Des contraintes dont rêve de se débarrasser le Medef, qui se bat depuis 1999 pour passer d’un contrat du travail synallagmatique (supposant un échange d’obligations réciproques) et collectif à un contrat civil individuel négocié de gré à gré. « Nous préconisons une réforme de la Constitution afin de reconnaitre le droit à la négociation, et de permettre aux représentants des employeurs et des salariés de fixer les modalités d’application des principes fondamentaux du droit du travail, du droit syndical et de la sécurité sociale », expliquait l’ancienne présidente du Medef Laurence Parisot aux Échos en 2006.

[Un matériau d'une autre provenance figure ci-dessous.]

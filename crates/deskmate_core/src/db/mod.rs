//! Local SQLite storage for the offline snapshot cache.
//!
//! # Responsibility
//! - Open and configure the cache database.
//! - Bring its schema up to date before any snapshot is read or written.
//!
//! # Invariants
//! - Schema version is tracked via `PRAGMA user_version`.
//! - A database written by a newer client is refused, never downgraded.

use std::error::Error;
use std::fmt::{Display, Formatter};

pub mod migrations;
mod open;

pub use open::{open_db, open_db_in_memory};

pub type DbResult<T> = Result<T, DbError>;

#[derive(Debug)]
pub enum DbError {
    Sqlite(rusqlite::Error),
    UnsupportedSchemaVersion {
        db_version: u32,
        latest_supported: u32,
    },
}

impl Display for DbError {
    fn fmt(&self, f: &mut Formatter<'_>) -> std::fmt::Result {
        match self {
            Self::Sqlite(err) => write!(f, "{err}"),
            Self::UnsupportedSchemaVersion {
                db_version,
                latest_supported,
            } => write!(
                f,
                "cache schema version {db_version} is newer than supported {latest_supported}"
            ),
        }
    }
}

impl Error for DbError {
    fn source(&self) -> Option<&(dyn Error + 'static)> {
        match self {
            Self::Sqlite(err) => Some(err),
            Self::UnsupportedSchemaVersion { .. } => None,
        }
    }
}

impl From<rusqlite::Error> for DbError {
    fn from(value: rusqlite::Error) -> Self {
        Self::Sqlite(value)
    }
}
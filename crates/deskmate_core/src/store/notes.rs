//! Notes store.

use crate::cache::snapshot_cache::SnapshotCache;
use crate::model::note::{Note, NoteDraft, NotePatch};
use crate::model::{RowId, UserId};
use crate::remote::{RemoteStore, Table};
use crate::store::{Entity, StoreResult, TableStore};
use chrono::Utc;
use std::ops::{Deref, DerefMut};
use std::sync::Arc;

impl Entity for Note {
    const TABLE: Table = Table::Notes;

    fn id(&self) -> RowId {
        self.id
    }

    fn owner_id(&self) -> UserId {
        self.user_id
    }
}

/// Mirror of the user's `notes` rows.
pub struct NoteStore {
    table: TableStore<Note>,
}

impl NoteStore {
    pub fn new(remote: Arc<dyn RemoteStore>) -> Self {
        Self {
            table: TableStore::new(remote),
        }
    }

    pub fn with_cache(self, cache: Arc<SnapshotCache>) -> Self {
        Self {
            table: self.table.with_cache(cache),
        }
    }

    /// Creates a note with a trimmed, non-empty title.
    pub fn create(&mut self, draft: &NoteDraft) -> StoreResult<Note> {
        draft.validate()?;
        self.table.create(&draft.normalized())
    }

    /// Applies `patch` and stamps `updated_at`.
    pub fn update(&mut self, id: RowId, patch: NotePatch) -> StoreResult<Note> {
        patch.validate()?;
        let patch = NotePatch {
            title: patch.title.map(|title| title.trim().to_string()),
            updated_at: Some(Utc::now()),
            ..patch
        };
        self.table.update(id, &patch)
    }

    pub fn delete(&mut self, id: RowId) -> StoreResult<()> {
        self.table.delete(id)
    }

    /// Notes whose title or content contains `query`, ignoring case.
    /// A blank query matches every note.
    pub fn search(&self, query: &str) -> Vec<&Note> {
        let needle = query.trim().to_lowercase();
        self.table
            .items()
            .iter()
            .filter(|note| note.matches(&needle))
            .collect()
    }

    /// Up to `limit` notes, newest first.
    pub fn recent(&self, limit: usize) -> Vec<&Note> {
        let mut notes: Vec<&Note> = self.table.items().iter().collect();
        notes.sort_by(|left, right| right.created_at.cmp(&left.created_at));
        notes.truncate(limit);
        notes
    }
}

impl Deref for NoteStore {
    type Target = TableStore<Note>;

    fn deref(&self) -> &Self::Target {
        &self.table
    }
}

impl DerefMut for NoteStore {
    fn deref_mut(&mut self) -> &mut Self::Target {
        &mut self.table
    }
}

#[cfg(test)]
mod tests {
    use super::NoteStore;
    use crate::model::note::NoteDraft;
    use crate::remote::memory::MemoryBackend;
    use crate::remote::AuthApi;
    use std::sync::Arc;

    #[test]
    fn search_and_recent_read_local_list() {
        let backend = Arc::new(MemoryBackend::new());
        let user = backend.add_user("ada@example.com", "secret1", None);
        backend.sign_in("ada@example.com", "secret1").unwrap();

        let mut store = NoteStore::new(backend);
        store.set_owner(Some(user));
        store.create(&NoteDraft::new("Groceries", "milk")).unwrap();
        store.create(&NoteDraft::new("Ideas", "Buy MILK frother")).unwrap();

        assert_eq!(store.search("milk").len(), 2);
        assert_eq!(store.search("idea").len(), 1);
        assert_eq!(store.search("  ").len(), 2);
        assert_eq!(store.recent(1).len(), 1);
    }
}
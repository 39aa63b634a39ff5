use deskmate_core::remote::memory::RemoteOp;
use deskmate_core::{
    AuthApi, MemoryBackend, Note, NoteDraft, NoteStore, NotebookStore, RemoteError,
    SharedNotebook, SnapshotCache, SnapshotKey, Table,
};
use std::sync::Arc;
use uuid::Uuid;

#[test]
fn confirmed_changes_are_restored_offline() {
    let dir = tempfile::tempdir().unwrap();
    let path = dir.path().join("cache.db");
    let backend = Arc::new(MemoryBackend::new());
    let user = backend.add_user("ada@example.com", "secret1", None);
    backend.sign_in("ada@example.com", "secret1").unwrap();

    {
        let cache = Arc::new(SnapshotCache::open(&path).unwrap());
        let mut store = NoteStore::new(backend.clone()).with_cache(cache);
        store.set_owner(Some(user));
        store.create(&NoteDraft::new("X", "Y")).unwrap();
        backend.fail_next(RemoteOp::Insert, Table::Notes, RemoteError::rejected("boom"));
        assert!(store.create(&NoteDraft::new("not saved", "")).is_err());
    }

    let cache = Arc::new(SnapshotCache::open(&path).unwrap());
    let mut restored = NoteStore::new(backend.clone()).with_cache(cache);
    restored.set_owner(Some(user));
    assert_eq!(restored.restore_cached().unwrap(), 1);
    assert_eq!(restored.items()[0].title, "X");
}

#[test]
fn snapshots_are_scoped_per_owner() {
    let cache = Arc::new(SnapshotCache::in_memory().unwrap());
    let backend = Arc::new(MemoryBackend::new());
    let owner = Uuid::new_v4();
    let stranger = Uuid::new_v4();

    let mut store = NoteStore::new(backend).with_cache(cache.clone());
    store.set_owner(Some(owner));
    store.restore_cached().unwrap();

    let notes: Vec<Note> = Vec::new();
    cache
        .save(&SnapshotKey::new(Table::Notes, stranger), &notes)
        .unwrap();
    assert!(cache
        .load::<Note>(&SnapshotKey::new(Table::Notes, owner))
        .unwrap()
        .is_none());
    assert_eq!(cache.clear_owner(stranger).unwrap(), 1);
}

#[test]
fn notebook_snapshot_tracks_saga_outcome() {
    let cache = Arc::new(SnapshotCache::in_memory().unwrap());
    let backend = Arc::new(MemoryBackend::new());
    backend.add_user("ada@example.com", "secret1", None);
    let session = backend.sign_in("ada@example.com", "secret1").unwrap();

    let mut store = NotebookStore::new(backend.clone()).with_cache(cache.clone());
    store.set_owner(Some(&session.user));
    let notebook = store.create("Trip").unwrap();

    let key = SnapshotKey::new(Table::SharedNotebooks, session.user_id());
    let saved: Vec<SharedNotebook> = cache.load(&key).unwrap().unwrap();
    assert_eq!(saved, vec![notebook.clone()]);

    store.delete(notebook.id).unwrap();
    let saved: Vec<SharedNotebook> = cache.load(&key).unwrap().unwrap();
    assert!(saved.is_empty());
}
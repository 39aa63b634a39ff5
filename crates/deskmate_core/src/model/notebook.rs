//! Shared notebook aggregate and its remote row shapes.
//!
//! # Responsibility
//! - Assemble one `SharedNotebook` from a notebook row with embedded
//!   collaborator and content rows.
//!
//! # Invariants
//! - The collaborator list is a set keyed by `user_id`; duplicates coming
//!   from the server are dropped on assembly.
//! - The owner is always reported as a collaborator once assembled from a
//!   complete notebook.

use crate::model::{RowId, UserId};
use chrono::{DateTime, Utc};
use serde::{Deserialize, Serialize};
use std::collections::BTreeSet;

#[derive(Debug, Clone, Copy, Default, PartialEq, Eq, Serialize, Deserialize)]
#[serde(rename_all = "snake_case")]
pub enum CollaboratorRole {
    Owner,
    #[default]
    Editor,
}

/// One row of `notebook_collaborators`.
#[derive(Debug, Clone, PartialEq, Eq, Serialize, Deserialize)]
pub struct Collaborator {
    pub id: RowId,
    pub notebook_id: RowId,
    pub user_id: UserId,
    #[serde(default)]
    pub email: Option<String>,
    #[serde(default)]
    pub role: CollaboratorRole,
}

/// One row of `notebook_content`.
#[derive(Debug, Clone, PartialEq, Eq, Serialize, Deserialize)]
pub(crate) struct NotebookContentRow {
    pub id: RowId,
    pub notebook_id: RowId,
    #[serde(default)]
    pub content: String,
    #[serde(default)]
    pub updated_at: Option<DateTime<Utc>>,
}

/// One row of `shared_notebooks`, optionally with embedded children.
#[derive(Debug, Clone, PartialEq, Eq, Deserialize)]
pub(crate) struct NotebookRow {
    pub id: RowId,
    pub title: String,
    pub owner_id: UserId,
    pub created_at: DateTime<Utc>,
    #[serde(default)]
    pub updated_at: Option<DateTime<Utc>>,
    #[serde(default)]
    pub notebook_collaborators: Vec<Collaborator>,
    #[serde(default)]
    pub notebook_content: Vec<NotebookContentRow>,
}

/// Notebook as presented to callers: title, free-text content and the
/// collaborator set.
#[derive(Debug, Clone, PartialEq, Eq, Serialize, Deserialize)]
pub struct SharedNotebook {
    pub id: RowId,
    pub title: String,
    pub owner_id: UserId,
    pub content: String,
    /// Id of the backing `notebook_content` row, if one exists.
    pub content_id: Option<RowId>,
    pub collaborators: Vec<Collaborator>,
    pub created_at: DateTime<Utc>,
    pub updated_at: DateTime<Utc>,
}

impl SharedNotebook {
    pub fn is_collaborator(&self, user_id: UserId) -> bool {
        self.collaborators
            .iter()
            .any(|collaborator| collaborator.user_id == user_id)
    }

    /// Case-insensitive lookup by collaborator e-mail.
    pub fn collaborator_by_email(&self, email: &str) -> Option<&Collaborator> {
        let wanted = email.trim().to_lowercase();
        self.collaborators.iter().find(|collaborator| {
            collaborator
                .email
                .as_deref()
                .is_some_and(|value| value.to_lowercase() == wanted)
        })
    }

    pub fn collaborator_ids(&self) -> Vec<UserId> {
        self.collaborators
            .iter()
            .map(|collaborator| collaborator.user_id)
            .collect()
    }

    pub(crate) fn push_collaborator(&mut self, collaborator: Collaborator) {
        if !self.is_collaborator(collaborator.user_id) {
            self.collaborators.push(collaborator);
        }
    }
}

impl SharedNotebook {
    /// Assembles the aggregate from a notebook row and its embedded children.
    pub(crate) fn from_row(row: NotebookRow) -> Self {
        let mut seen = BTreeSet::new();
        let collaborators = row
            .notebook_collaborators
            .into_iter()
            .filter(|collaborator| seen.insert(collaborator.user_id))
            .collect();
        let content_row = row.notebook_content.into_iter().next();
        let updated_at = row
            .updated_at
            .or_else(|| content_row.as_ref().and_then(|content| content.updated_at))
            .unwrap_or(row.created_at);

        Self {
            id: row.id,
            title: row.title,
            owner_id: row.owner_id,
            content: content_row
                .as_ref()
                .map(|content| content.content.clone())
                .unwrap_or_default(),
            content_id: content_row.map(|content| content.id),
            collaborators,
            created_at: row.created_at,
            updated_at,
        }
    }
}
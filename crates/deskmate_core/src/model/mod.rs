//! Typed entities mirrored from the hosted backend.
//!
//! # Responsibility
//! - Define the row shapes the stores decode server responses into.
//! - Define draft/patch shapes sent on create/update.
//!
//! # Invariants
//! - Every persisted entity carries the owning user's id.
//! - Ids and timestamps are assigned by the server on insert.

use uuid::Uuid;

pub mod event;
pub mod note;
pub mod notebook;
pub mod session;
pub mod task;

/// Opaque identifier of an authenticated user.
pub type UserId = Uuid;

/// Server-assigned row identifier.
pub type RowId = Uuid;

Dans ces conditions, le salarié aurait toute "liberté" de "consentir" à travailler le dimanche, la nuit ou soixante heures par semaine, sans être bridé par les "rigidités du code du travail", qui représentent selon le député socialiste Jean-Marie Le Guen « un redoutable tabou national » et « un puissant répulsif de l’emploi ».

Inégalité du rapport de force

Le texte d’Emmanuel Macron avance discrètement dans cette direction, en proposant de modifier l’article 2064 du code civil qui interdit de recourir à une simple convention à l’amiable pour les différends s’élevant à l’occasion d’un contrat de travail soumis aux dispositions du Code du travail (licenciement, harcèlement…). Le code civil estime en effet qu’en raison de l’inégalité du rapport de force, un différend entre un employeur et un salarié ne peut se régler par la même procédure qu’un différend entre deux particuliers. C’est donc sur ce point que veut revenir Macron. Comme l’explique sur son blog Gérard Filoche, membre du bureau national du PS et ancien inspecteur du travail, non seulement le salarié pourra alors "librement" renoncer aux droits du Code du travail, mais le règlement des litiges issu du nouveau contrat de droit civil ne pourrait plus être confié à la juridiction prud’homale.